With the sea floor plunging very quickly, typical of the island, the area to be surveyed is substantial. As many as 12 hours of navigation spread over 2 days were necessary to carry out the bathymetry, without counting the calibration, the SVP profile, the mobilization / demobilization, etc. On the first day, the R2Sonic 2022 echosounder was set to a variable aperture up to 15° closed at the deepest point at -400 meters on the drop-off, in order to capture the deepest areas. On the second day, the sounder had an aperture of 100° for the entire reef flat.
The drop-off was the most complex part to acquire since it was necessary to mechanically orient the bathymetric sounder in a precise angle for cleaner data and a reduction in post-processing time.
Despite the difficult conditions, the results are impressive, as a member of Value Park testifies: “The resolution and accuracy obtained for this survey at such depths, and in these conditions with a light sonar adapted to shallow water surveys, is a technical feat”.
The data acquired provides detailed bathymetry of the future hydraulic pipe-laying area at depths of between -20 and -420 meters.
For ID OCEAN, this acquisition was the first ever in such great depths, and much more demanding than usual since it imposed a greater preparation upstream. Seeing the data, it was a real relief for the team to confirm the bathymetric echosounder’s technical characteristics in such great depths.
The data collected by the ID OCEAN teams goes down to -400 meters. The pipes being installed down to -1000 meters, the data between -400 and -1000 meters will then be recovered by gravimetry, or with the help of data previously collected by the Shom (Naval Hydrographic and Oceanographic Service), then in a second time by survey with an AUV (“Autonomous Underwater Vehicle”) before the installation of hydraulic pipes.
At the end of 2020, CADDEN provided ID OCEAN with its first R2Sonic multibeam echosounder, more precisely the Sonic 2022 model.
“We were looking for a multibeam echosounder that was lightweight, easy to mobilize and transport,” says Steven Le Bars. “It had to provide very high quality bathymetric data.
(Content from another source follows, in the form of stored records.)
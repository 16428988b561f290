//! Destroyable objectives.
//!
//! Declared as `<destroyables><destroyable .../></destroyables>`. Every
//! destroyable sees every block break and place of its match and decides by
//! itself whether the block counts.

use std::collections::BTreeMap;

use glam::DVec3;

use lattice::{AttributeScope, ConfigError, Node};

use crate::engine::MatchId;
use crate::error::ModuleError;
use crate::event::WorldEvent;
use crate::objective::{Objective, ObjectiveBase, ObjectiveFlags};
use crate::proximity;

use super::{declarations, read_flags, skipped, Handled, LoadContext, Module};

/// Per-match destroyables in declaration order.
#[derive(Debug, Default)]
pub struct DestroyableModule {
    destroyables: BTreeMap<MatchId, Vec<Objective>>,
}

impl DestroyableModule {
    /// Diagnostic name.
    pub const NAME: &'static str = "destroyables";

    /// Create a module with no loaded matches.
    #[must_use]
    pub fn new() -> Self {
        Self::default()
    }

    /// Destroyables of a match in declaration order; empty for unknown matches.
    #[must_use]
    pub fn destroyables(&self, match_id: MatchId) -> &[Objective] {
        self.destroyables
            .get(&match_id)
            .map(Vec::as_slice)
            .unwrap_or_default()
    }

    /// The destroyable whose region center is closest to `point`.
    ///
    /// Ties go to the destroyable declared first.
    #[must_use]
    pub fn closest(&self, match_id: MatchId, point: DVec3) -> Option<&Objective> {
        proximity::closest(self.destroyables(match_id), point, Objective::anchor)
    }

    fn parse(ctx: &LoadContext<'_>, scope: &AttributeScope<'_>, index: usize) -> Result<Objective, ConfigError> {
        let name = scope.required("name")?;
        let id = scope
            .get("id")
            .map_or_else(|| format!("destroyable-{index}"), str::to_string);
        let region = ctx.bounded_region(scope, "destroyable")?;
        let pattern = scope
            .material_pattern(&["materials", "material"])?
            .unwrap_or_default();

        let owner = scope.required("owner")?;
        let owner = ctx
            .team(scope, "owner")?
            .ok_or_else(|| ConfigError::UnknownTeam {
                id: owner.to_string(),
                position: scope.position(),
            })?;

        let threshold = scope.percentage_or("completion", ctx.config.destroyable_completion)?;
        let flags = read_flags(
            scope,
            &[
                ("required", ObjectiveFlags::REQUIRED, true),
                ("show", ObjectiveFlags::SHOW, true),
                ("mode-changes", ObjectiveFlags::MODE_CHANGES, false),
                ("show-progress", ObjectiveFlags::SHOW_PROGRESS, false),
                ("repairable", ObjectiveFlags::REPAIRABLE, true),
                ("sparks", ObjectiveFlags::SPARKS, false),
                ("proximity-horizontal", ObjectiveFlags::PROXIMITY_HORIZONTAL, false),
            ],
        )?;
        let metric = ctx.proximity_metric(scope)?;

        let base = ObjectiveBase::new(id, name, region)
            .with_team(owner)
            .with_flags(flags)
            .with_proximity_metric(metric);

        Objective::destroyable(base, pattern, threshold, ctx.world).map_err(|_| {
            ConfigError::UnboundedRegion {
                owner: "destroyable".to_string(),
                position: scope.position(),
            }
        })
    }
}

impl Module for DestroyableModule {
    fn name(&self) -> &'static str {
        Self::NAME
    }

    fn load_match(&mut self, ctx: &LoadContext<'_>, document: &dyn Node) -> Vec<ModuleError> {
        let mut destroyables = Vec::new();
        let mut errors = Vec::new();
        for (index, nodes) in declarations(document, "destroyables", "destroyable").iter().enumerate() {
            match Self::parse(ctx, &AttributeScope::new(nodes), index) {
                Ok(destroyable) => destroyables.push(destroyable),
                Err(error) => errors.push(skipped(Self::NAME, ctx.match_id, error)),
            }
        }
        tracing::debug!(
            match_id = %ctx.match_id,
            destroyables = destroyables.len(),
            "destroyables loaded"
        );
        self.destroyables.insert(ctx.match_id, destroyables);
        errors
    }

    fn clear_match(&mut self, match_id: MatchId) {
        self.destroyables.remove(&match_id);
    }

    fn handle(&mut self, match_id: MatchId, event: &WorldEvent) -> Handled {
        if !matches!(event, WorldEvent::BlockBreak { .. } | WorldEvent::BlockPlace { .. }) {
            return Handled::default();
        }
        let mut handled = Handled::default();
        for destroyable in self.destroyables.get_mut(&match_id).into_iter().flatten() {
            if let Some(delta) = destroyable.evaluate(event) {
                handled.events.extend(destroyable.apply(delta));
            }
        }
        handled
    }

    fn is_loaded(&self, match_id: MatchId) -> bool {
        self.destroyables.contains_key(&match_id)
    }
}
The more reliable the data, the less time we have to spend cleaning it during post-processing.
“The Sonic 2022 was a good compromise between compact form factor, resolution, coverage area and data quality. We tried it with another multibeam echosounder but it didn’t deliver the resolution we needed. The Sonic 2022 gets excellent data.”
For its R2SONIC 2022 echosounder, ID OCEAN created a custom mechanical mount, including the IMU, that is convenient to transport for international projects. “We also standardized and optimized the boom with the other sensors so that it only takes us one hour to mobilize the Sonic 2022,” says Steven Le Bars.
“The operation of the R2Sonic multibeam echosounder is simple and accessible. It was easy to learn,” says Steven Le Bars.
We had a good relationship with CADDEN’s sales department and the price-quality ratio was consistent with our expectations,” says Steven Le Bars.
The R2Sonic multibeam echosounder convinced us with its many advantages: quality, reliability, excellent data, form factor, robustness… not to mention maintenance, a decisive criterion in an island context.”